Nel Decameron[1] il linguaggio e le forme narrative aderiscono di volta in volta al contenuto, cioè variano a seconda del tema trattato (tragico, comico, realistico), delle caratteristiche dei personaggi, degli ambienti e delle situazioni[2]. Proprio attraverso la varietà di registri e di intonazioni, Boccaccio raggiunge quell’eleganza formale, fatta di armonia e di misura, che è stata lo scopo di tutta la sua ricerca stilistica e dell’attività di prosatore.
Il linguaggio, in particolare, rispecchia non solo l’argomento, ma anche la condizione sociale e la provenienza geografica dei protagonisti, perciò comprende parole dialettali provenienti dalle varie regioni d’Italia o derivate dal latino, dal greco, dal francese, dal provenzale, quando le storie sono ambientate in quei luoghi; altri termini sono propri dell’attività mercantile, dell’agricoltura, del diritto, della Chiesa; ricorrono infine, in gran numero, le battute, i motti, i doppi sensi, presi dalla lingua popolare parlata o creati dallo stesso Boccaccio.
[1] Erich Auerbach, Mimesis.
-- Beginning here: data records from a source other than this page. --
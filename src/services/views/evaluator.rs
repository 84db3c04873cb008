use actix_web::{HttpRequest, HttpResponse, Result as ActixResult};

use super::ViewService;
use crate::middlewares::RequireJWT;
use crate::models::submissions::entities::{Submission, SubmissionStatus};
use crate::models::views::responses::{EvaluatorTaskRow, EvaluatorViewResponse, GradeTarget};
use crate::models::{ApiResponse, ErrorCode};

// 评审视图投影：完整分配队列 + 仅含 Pending 的可评分子集
pub(crate) fn project_evaluator_queue(assigned: &[Submission]) -> EvaluatorViewResponse {
    let rows = assigned
        .iter()
        .map(|s| EvaluatorTaskRow {
            owner: s.owner.clone(),
            title: s.title.clone(),
            presentation_type: s.presentation_type,
            status: s.status,
        })
        .collect();

    let gradeable = assigned
        .iter()
        .filter(|s| s.status == SubmissionStatus::Pending)
        .map(|s| GradeTarget {
            owner: s.owner.clone(),
            title: s.title.clone(),
        })
        .collect();

    EvaluatorViewResponse {
        assigned: rows,
        gradeable,
    }
}

/// 评审视图
/// GET /views/evaluator
pub async fn evaluator_view(
    service: &ViewService,
    request: &HttpRequest,
) -> ActixResult<HttpResponse> {
    let Some(username) = RequireJWT::extract_username(request) else {
        return Ok(RequireJWT::unauthorized_response());
    };

    let storage = service.get_storage(request);
    match storage.list_submissions_assigned_to(&username).await {
        Ok(assigned) => Ok(HttpResponse::Ok().json(ApiResponse::success(
            project_evaluator_queue(&assigned),
            "查询成功",
        ))),
        Err(e) => Ok(
            HttpResponse::InternalServerError().json(ApiResponse::error_empty(
                ErrorCode::InternalServerError,
                format!("获取评审视图失败: {e}"),
            )),
        ),
    }
}

#[cfg(test)]
mod tests {
    use super::*;
    use crate::models::sessions::entities::PresentationType;

    fn submission(owner: &str, title: &str, status: SubmissionStatus) -> Submission {
        Submission {
            owner: owner.to_string(),
            title: title.to_string(),
            presentation_type: PresentationType::Oral,
            status,
            session_id: "S001".to_string(),
            submitted_at: "2025-06-01".parse().unwrap(),
            score: None,
            feedback: None,
            abstract_text: "Abstract.".to_string(),
            supervisor_name: "Dr. Smith".to_string(),
            attachment_ref: "/files/widgets.pdf".to_string(),
        }
    }

    #[test]
    fn test_gradeable_subset_is_pending_only() {
        let assigned = vec![
            submission("alice", "Widgets", SubmissionStatus::Pending),
            submission("bob", "Gadgets", SubmissionStatus::Graded),
        ];
        let view = project_evaluator_queue(&assigned);

        // 完整队列含所有分配的提交
        assert_eq!(view.assigned.len(), 2);
        // 可评分子集只剩 Pending
        assert_eq!(view.gradeable.len(), 1);
        assert_eq!(view.gradeable[0].owner, "alice");
    }

    #[test]
    fn test_empty_queue() {
        let view = project_evaluator_queue(&[]);
        assert!(view.assigned.is_empty());
        assert!(view.gradeable.is_empty());
    }
}
pub mod create;
pub mod detail;
pub mod grade;

use actix_web::{HttpRequest, HttpResponse, Result as ActixResult};
use std::sync::Arc;

use crate::models::submissions::requests::{CreateSubmissionRequest, GradeSubmissionRequest};
use crate::models::views::requests::SubmissionDetailQuery;
use crate::storage::Storage;

pub struct SubmissionService {
    storage: Option<Arc<dyn Storage>>,
}

impl SubmissionService {
    pub fn new_lazy() -> Self {
        Self { storage: None }
    }

    pub(crate) fn get_storage(&self, request: &HttpRequest) -> Arc<dyn Storage> {
        if let Some(storage) = &self.storage {
            storage.clone()
        } else {
            request
                .app_data::<actix_web::web::Data<Arc<dyn Storage>>>()
                .expect("Storage not found in app data")
                .get_ref()
                .clone()
        }
    }

    /// 登记研究提交（学生）
    pub async fn create_submission(
        &self,
        request: &HttpRequest,
        req: CreateSubmissionRequest,
    ) -> ActixResult<HttpResponse> {
        create::create_submission(self, request, req).await
    }

    /// 评分（评审）
    pub async fn grade_submission(
        &self,
        request: &HttpRequest,
        req: GradeSubmissionRequest,
    ) -> ActixResult<HttpResponse> {
        grade::grade_submission(self, request, req).await
    }

    /// 研究详情
    pub async fn get_submission_detail(
        &self,
        request: &HttpRequest,
        query: SubmissionDetailQuery,
    ) -> ActixResult<HttpResponse> {
        detail::get_submission_detail(self, request, query).await
    }
}
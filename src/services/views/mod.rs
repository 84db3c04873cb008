//! 角色视图投影：对当前状态的纯函数推导，每次请求即时重算，自身不持有状态

pub mod coordinator;
pub mod evaluator;
pub mod student;

use actix_web::{HttpRequest, HttpResponse, Result as ActixResult};
use std::sync::Arc;

use crate::storage::Storage;

pub struct ViewService {
    storage: Option<Arc<dyn Storage>>,
}

impl ViewService {
    pub fn new_lazy() -> Self {
        Self { storage: None }
    }

    pub(crate) fn get_storage(&self, request: &HttpRequest) -> Arc<dyn Storage> {
        if let Some(storage) = &self.storage {
            storage.clone()
        } else {
            request
                .app_data::<actix_web::web::Data<Arc<dyn Storage>>>()
                .expect("Storage not found in app data")
                .get_ref()
                .clone()
        }
    }

    /// 学生视图：本人提交及反馈标记
    pub async fn student_view(&self, request: &HttpRequest) -> ActixResult<HttpResponse> {
        student::student_view(self, request).await
    }

    /// 评审视图：分配队列与可评分子集
    pub async fn evaluator_view(&self, request: &HttpRequest) -> ActixResult<HttpResponse> {
        evaluator::evaluator_view(self, request).await
    }

    /// 协调员视图：完整提交/场次/用户表
    pub async fn coordinator_view(&self, request: &HttpRequest) -> ActixResult<HttpResponse> {
        coordinator::coordinator_view(self, request).await
    }
}
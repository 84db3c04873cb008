use super::entities::Session;
use serde::Serialize;
use ts_rs::TS;

// 场次响应
#[derive(Debug, Serialize, TS)]
#[ts(export, export_to = "../frontend/src/types/generated/session.ts")]
pub struct SessionResponse {
    pub session: Session,
}

// 场次列表响应（完整表或报名池，按创建顺序）
#[derive(Debug, Serialize, TS)]
#[ts(export, export_to = "../frontend/src/types/generated/session.ts")]
pub struct SessionListResponse {
    pub items: Vec<Session>,
}
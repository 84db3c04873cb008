pub mod auth;
pub mod awards;
pub mod sessions;
pub mod submissions;
pub mod users;
pub mod views;

pub use auth::AuthService;
pub use awards::AwardService;
pub use sessions::SessionService;
pub use submissions::SubmissionService;
pub use users::UserService;
pub use views::ViewService;
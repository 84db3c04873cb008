pub mod list;

use actix_web::{HttpRequest, HttpResponse, Result as ActixResult};
use std::sync::Arc;

use crate::models::users::requests::UserListQuery;
use crate::storage::Storage;

pub struct UserService {
    storage: Option<Arc<dyn Storage>>,
}

impl UserService {
    pub fn new_lazy() -> Self {
        Self { storage: None }
    }

    pub(crate) fn get_storage(&self, request: &HttpRequest) -> Arc<dyn Storage> {
        if let Some(storage) = &self.storage {
            storage.clone()
        } else {
            request
                .app_data::<actix_web::web::Data<Arc<dyn Storage>>>()
                .expect("Storage not found in app data")
                .get_ref()
                .clone()
        }
    }

    // 获取用户列表（可按角色过滤）
    pub async fn list_users(
        &self,
        query: UserListQuery,
        request: &HttpRequest,
    ) -> ActixResult<HttpResponse> {
        list::list_users(self, query, request).await
    }
}
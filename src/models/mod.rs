pub mod auth;
pub mod common;
pub mod sessions;
pub mod submissions;
pub mod users;
pub mod views;

pub use common::{ApiResponse, ErrorCode};
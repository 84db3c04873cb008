use once_cell::sync::Lazy;
use regex::Regex;

static USERNAME_RE: Lazy<Regex> =
    Lazy::new(|| Regex::new(r"^[A-Za-z0-9_-]+$").expect("Invalid username regex"));

pub fn validate_username(username: &str) -> Result<(), &'static str> {
    // 用户名不能为空
    if username.trim().is_empty() {
        return Err("Username must not be empty");
    }
    // 用户名格式校验：只能包含字母、数字、下划线或连字符
    if !USERNAME_RE.is_match(username) {
        return Err("Username must contain only letters, numbers, underscores or hyphens");
    }
    Ok(())
}

pub fn validate_password(password: &str) -> Result<(), &'static str> {
    // 密码不能为空，其余不作限制（注册表单只要求填写）
    if password.is_empty() {
        return Err("Password must not be empty");
    }
    Ok(())
}

/// 校验必填字段非空，返回带字段名的错误信息
pub fn validate_required(field_name: &str, value: &str) -> Result<(), String> {
    if value.trim().is_empty() {
        return Err(format!("{field_name} is required"));
    }
    Ok(())
}

#[cfg(test)]
mod tests {
    use super::*;

    #[test]
    fn test_valid_username() {
        assert!(validate_username("alice").is_ok());
        assert!(validate_username("student1").is_ok());
        assert!(validate_username("eval_1-a").is_ok());
    }

    #[test]
    fn test_empty_username() {
        assert!(validate_username("").is_err());
        assert!(validate_username("   ").is_err());
    }

    #[test]
    fn test_username_with_invalid_chars() {
        assert!(validate_username("alice bob").is_err());
        assert!(validate_username("alice@host").is_err());
    }

    #[test]
    fn test_password_only_requires_non_empty() {
        assert!(validate_password("pw").is_ok());
        assert!(validate_password("pass").is_ok());
        assert!(validate_password("").is_err());
    }

    #[test]
    fn test_validate_required() {
        assert!(validate_required("Research title", "Quantum Widgets").is_ok());
        let err = validate_required("Research title", "  ").unwrap_err();
        assert!(err.contains("Research title"));
    }
}
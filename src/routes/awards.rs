use actix_web::{HttpRequest, HttpResponse, Result as ActixResult, web};
use once_cell::sync::Lazy;

use crate::middlewares;
use crate::models::users::entities::UserRole;
use crate::models::views::requests::AwardCandidatesQuery;
use crate::services::AwardService;

// 懒加载的全局 AWARD_SERVICE 实例
static AWARD_SERVICE: Lazy<AwardService> = Lazy::new(AwardService::new_lazy);

// HTTP处理程序
pub async fn list_candidates(
    req: HttpRequest,
    query: web::Query<AwardCandidatesQuery>,
) -> ActixResult<HttpResponse> {
    AWARD_SERVICE
        .list_candidates(&req, query.into_inner())
        .await
}

// 配置路由
pub fn configure_award_routes(cfg: &mut web::ServiceConfig) {
    cfg.service(
        web::scope("/api/v1/awards")
            .wrap(middlewares::RequireJWT)
            .service(
                web::resource("/candidates").route(
                    web::get()
                        .to(list_candidates)
                        // 仅协调员管理奖项
                        .wrap(middlewares::RequireRole::new(&UserRole::Coordinator)),
                ),
            ),
    );
}
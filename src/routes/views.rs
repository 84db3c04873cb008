use actix_web::{HttpRequest, HttpResponse, Result as ActixResult, web};
use once_cell::sync::Lazy;

use crate::middlewares;
use crate::models::users::entities::UserRole;
use crate::services::ViewService;

// 懒加载的全局 VIEW_SERVICE 实例
static VIEW_SERVICE: Lazy<ViewService> = Lazy::new(ViewService::new_lazy);

// HTTP处理程序
pub async fn student_view(req: HttpRequest) -> ActixResult<HttpResponse> {
    VIEW_SERVICE.student_view(&req).await
}

pub async fn evaluator_view(req: HttpRequest) -> ActixResult<HttpResponse> {
    VIEW_SERVICE.evaluator_view(&req).await
}

pub async fn coordinator_view(req: HttpRequest) -> ActixResult<HttpResponse> {
    VIEW_SERVICE.coordinator_view(&req).await
}

// 配置路由
pub fn configure_view_routes(cfg: &mut web::ServiceConfig) {
    cfg.service(
        web::scope("/api/v1/views")
            .wrap(middlewares::RequireJWT)
            .service(
                web::resource("/student").route(
                    web::get()
                        .to(student_view)
                        .wrap(middlewares::RequireRole::new_any(UserRole::student_roles())),
                ),
            )
            .service(
                web::resource("/evaluator").route(
                    web::get()
                        .to(evaluator_view)
                        .wrap(middlewares::RequireRole::new_any(
                            UserRole::evaluator_roles(),
                        )),
                ),
            )
            .service(
                web::resource("/coordinator").route(
                    web::get()
                        .to(coordinator_view)
                        .wrap(middlewares::RequireRole::new_any(
                            UserRole::coordinator_roles(),
                        )),
                ),
            ),
    );
}
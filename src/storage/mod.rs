use std::sync::Arc;

use chrono::{DateTime, NaiveDate, Utc};

use crate::models::{
    sessions::{entities::Session, requests::CreateSessionRequest},
    submissions::{
        entities::Submission,
        requests::{CreateSubmissionRequest, GradeSubmissionRequest},
    },
    users::{
        entities::{User, UserRole},
        requests::RegisterUserRequest,
    },
};

use crate::errors::Result;

pub mod snapshot_storage;

#[async_trait::async_trait]
pub trait Storage: Send + Sync {
    /// 用户目录方法
    // 注册用户（用户名唯一，注册后不可删除）
    async fn register_user(&self, req: RegisterUserRequest) -> Result<User>;
    // 校验凭据，返回用户角色
    async fn authenticate_user(&self, username: &str, password: &str) -> Result<UserRole>;
    // 通过用户名获取用户信息
    async fn get_user_by_username(&self, username: &str) -> Result<Option<User>>;
    // 列出全部用户
    async fn list_users(&self) -> Result<Vec<User>>;
    // 按角色列出用户名，结果为调用时刻的一致性快照
    async fn list_usernames_by_role(&self, role: UserRole) -> Result<Vec<String>>;
    // 更新用户最后登录时间
    async fn update_last_login(&self, username: &str) -> Result<bool>;

    /// 场次注册表方法
    // 创建场次（冲突扫描 + 过期校验，时钟由调用方注入）
    async fn create_session(&self, req: CreateSessionRequest, now: DateTime<Utc>)
    -> Result<Session>;
    // 通过ID获取场次
    async fn get_session_by_id(&self, id: &str) -> Result<Option<Session>>;
    // 列出全部场次（创建顺序）
    async fn list_sessions(&self) -> Result<Vec<Session>>;
    // 报名池：未被任何提交绑定且开始时间晚于 as_of 的场次
    async fn list_open_sessions(&self, as_of: DateTime<Utc>) -> Result<Vec<Session>>;

    /// 提交台账方法
    // 登记研究提交（必填校验 + 场次绑定 + 类型对齐）
    async fn create_submission(
        &self,
        owner: &str,
        req: CreateSubmissionRequest,
        today: NaiveDate,
    ) -> Result<Submission>;
    // 评分（允许重复评分，直接覆盖）
    async fn grade_submission(&self, req: GradeSubmissionRequest) -> Result<Submission>;
    // 列出全部提交（提交顺序）
    async fn list_submissions(&self) -> Result<Vec<Submission>>;
    // 列出某学生的提交
    async fn list_submissions_by_owner(&self, owner: &str) -> Result<Vec<Submission>>;
    // 列出分配给某评审的提交（按所绑定场次的评审判定）
    async fn list_submissions_assigned_to(&self, evaluator: &str) -> Result<Vec<Submission>>;
    // 按 (owner, title) 查找单条提交
    async fn get_submission(&self, owner: &str, title: &str) -> Result<Option<Submission>>;
}

pub async fn create_storage() -> Result<Arc<dyn Storage>> {
    let storage = snapshot_storage::SnapshotStorage::new_async().await?;
    Ok(Arc::new(storage))
}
Il realismo nella letteratura occidentale, Torino, Einaudi, 1956. In quest’opera dedicata alla realtà rappresentata nella letteratura, il filologo tedesco assegna a Boccaccio un ruolo di grande importanza per aver descritto, attraverso la pluralità dello stile e del linguaggio, una nuova visione dell’uomo, più laica e terrena.
[2]. Vittore Branca nel suo Boccaccio medievale e nuovi studi sul Decameron, Firenze, Sansoni, 1981, definisce espressivismo questo tipo di linguaggio.